Mais de 3.000 poetas e críticos de lusofonia!

 

 

 

 

 

 

 

 

Maurício Matos


 


O futebol e a adversativa


 


 

Menino brasileiro que não sabe jogar bola tem uma parte da infância mutilada. Lembro-me de um, que de tão ruim nem para goleiro servia. Quando os dois craques do colégio tiravam a sorte para saber quem começaria a escolher os jogadores, este menino já sabia que, sem dúvida, iria para o time de quem perdesse no par ou ímpar, com a seguinte observação: “fica na zaga e, quando vier a bola, chuta com força em qualquer direção”. Um outro sempre comentava rindo: “cuidado com o calcanhar para não fazer gol contra”. Era humilhante. Apesar disso, o menino adorava jogar bola. Humilde, ficava ali na defesa, quieto e atento. Quando vinha a bola em sua direção, sacudia o corpo desproporcional em direção a ela e chutava... as pernas do atacante, o chão, muitas vezes o ar e, muito raramente, a bola, que saía com (d)efeito para as direções mais diversas. O objetivo maior era se desvencilhar o mais rápido possível da pelota para evitar o uníssono refrão: “Pereba!”. A falta de coordenação motora parecia um deus perneta que insistia em sacanear o menino, possuindo o “professor” decadente de educação física. Ainda assim, ele gostava de futebol.

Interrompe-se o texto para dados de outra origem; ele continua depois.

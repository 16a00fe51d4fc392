//! Shared front-end utilities for the albergue apps: build-time configuration
//! with runtime overrides, a common error type, and JSON HTTP helpers with a
//! predictable timeout policy. Every app crate composes on top of this one so
//! network behavior stays consistent across the monorepo.

pub mod api;
pub mod config;
pub mod errors;

pub use api::{get_json, get_optional_json_with_credentials, post_json, post_json_response};
pub use config::AppConfig;
pub use errors::AppError;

Como há em tudo uma adversativa, um dia este deus se atrapalhou com seus próprios desígnios. Tudo como sempre: estava o menino na zaga, chutando vento, pernas de atacantes, o chão. O jogo estava empatado em zero a zero. Era o último minuto da última partida de uma melhor de três, que também estava empatada. O “professor”, louco para fumar um cigarro, caminhava em nossa direção para acabar com a brincadeira. Ele nos odiava, mas não era sua a culpa. Havia um deus insano dentro de cada professor daquele colégio. Quando este deus abandonava seus corpos, eram sumariamente demitidos pelos padres que, por sua vez, viviam todos possuídos por um único demônio: o poder. A muitos destes padres sucederam coisas terríveis que jamais foram explicadas, mas cuja origem, nós, as vítimas, perdão, os alunos, conhecíamos muito bem. Naturalmente, as meninas eram sacaneadas de outras formas, já que todos os padres eram homens... Diziam que algumas gostavam, e nunca vi uma ser reprovada.

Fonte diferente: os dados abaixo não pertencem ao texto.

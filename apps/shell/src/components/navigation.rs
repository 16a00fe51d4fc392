//! Header bar with the brand and the sign-in/sign-out control. Navigation is
//! client-side only; access control stays with the gate and the backend.

use albergue_auth::use_auth;
use albergue_ui::Button;
use leptos::prelude::*;

#[component]
pub fn Navigation() -> impl IntoView {
    let auth = use_auth();
    let is_authenticated = auth.is_authenticated;

    view! {
        <header class="border-b border-gray-200 bg-white">
            <div class="mx-auto flex max-w-screen-xl flex-wrap items-center justify-between p-4">
                <a href="/" class="flex items-center space-x-3">
                    <span class="text-xl font-semibold text-gray-900">
                        "Albergue Carrascalejo"
                    </span>
                </a>
                <Show
                    when=move || is_authenticated.get()
                    fallback=move || {
                        view! {
                            <Button on_click=Callback::new(move |()| auth.sign_in())>
                                "Sign In"
                            </Button>
                        }
                    }
                >
                    <Button on_click=Callback::new(move |()| auth.sign_out())>
                        "Sign Out"
                    </Button>
                </Show>
            </div>
        </header>
    }
}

Pois vinha o “professor” com uma nuvenzinha negra sobre a cabeça, e um deus misterioso dentro dela, desesperado para terminar a “aula” e se esconder com seu cigarro. O jogo empatado em zero a zero, o menino na zaga, atrás dele o goleiro e, vindo em sua direção, o atacante correndo com a bola. O menino recuou instintivamente para a entrada da área. Daquela vez, o espírito maligno dos padres pousou sobre ele e, ao invés de mirar a bola, concentrou-se nas pernas do adversário. O atacante ria. O gol e a vitória eram certos. Fez uma graça e... bomba: o menino errou as pernas do adversário e acertou (quem diria?) a bola. Tudo naquele momento foi paralisado: o “professor” se esqueceu do cigarro e observou estupefato a trajetória da pelota sem acreditar no que via. Assim, também, os outros meninos. Tudo paralisado, até o tempo. A bola atravessou o campo, num gigante lençol em curva, como que levada pelas mãos de um deus adversativo, encobriu os dois times inteiros, o goleiro adversário não acreditou e, quando viu... no ângulo superior esquerdo da trave, caía a bola, sem possibilidades de defesa. Um a zero e fim de jogo.

O menino também não acreditava: tinha feito um gol, um golaço, coisa que nunca imaginaria vir a fazer e, de fato, jamais faria novamente. Vieram em sua direção, carregaram-no, festejaram. Depois, tudo voltou ao normal.

Confesso que não sei se isso realmente aconteceu, mas venho repetindo esta história desde os meus onze ou doze anos. Não preciso dizer: o menino era eu.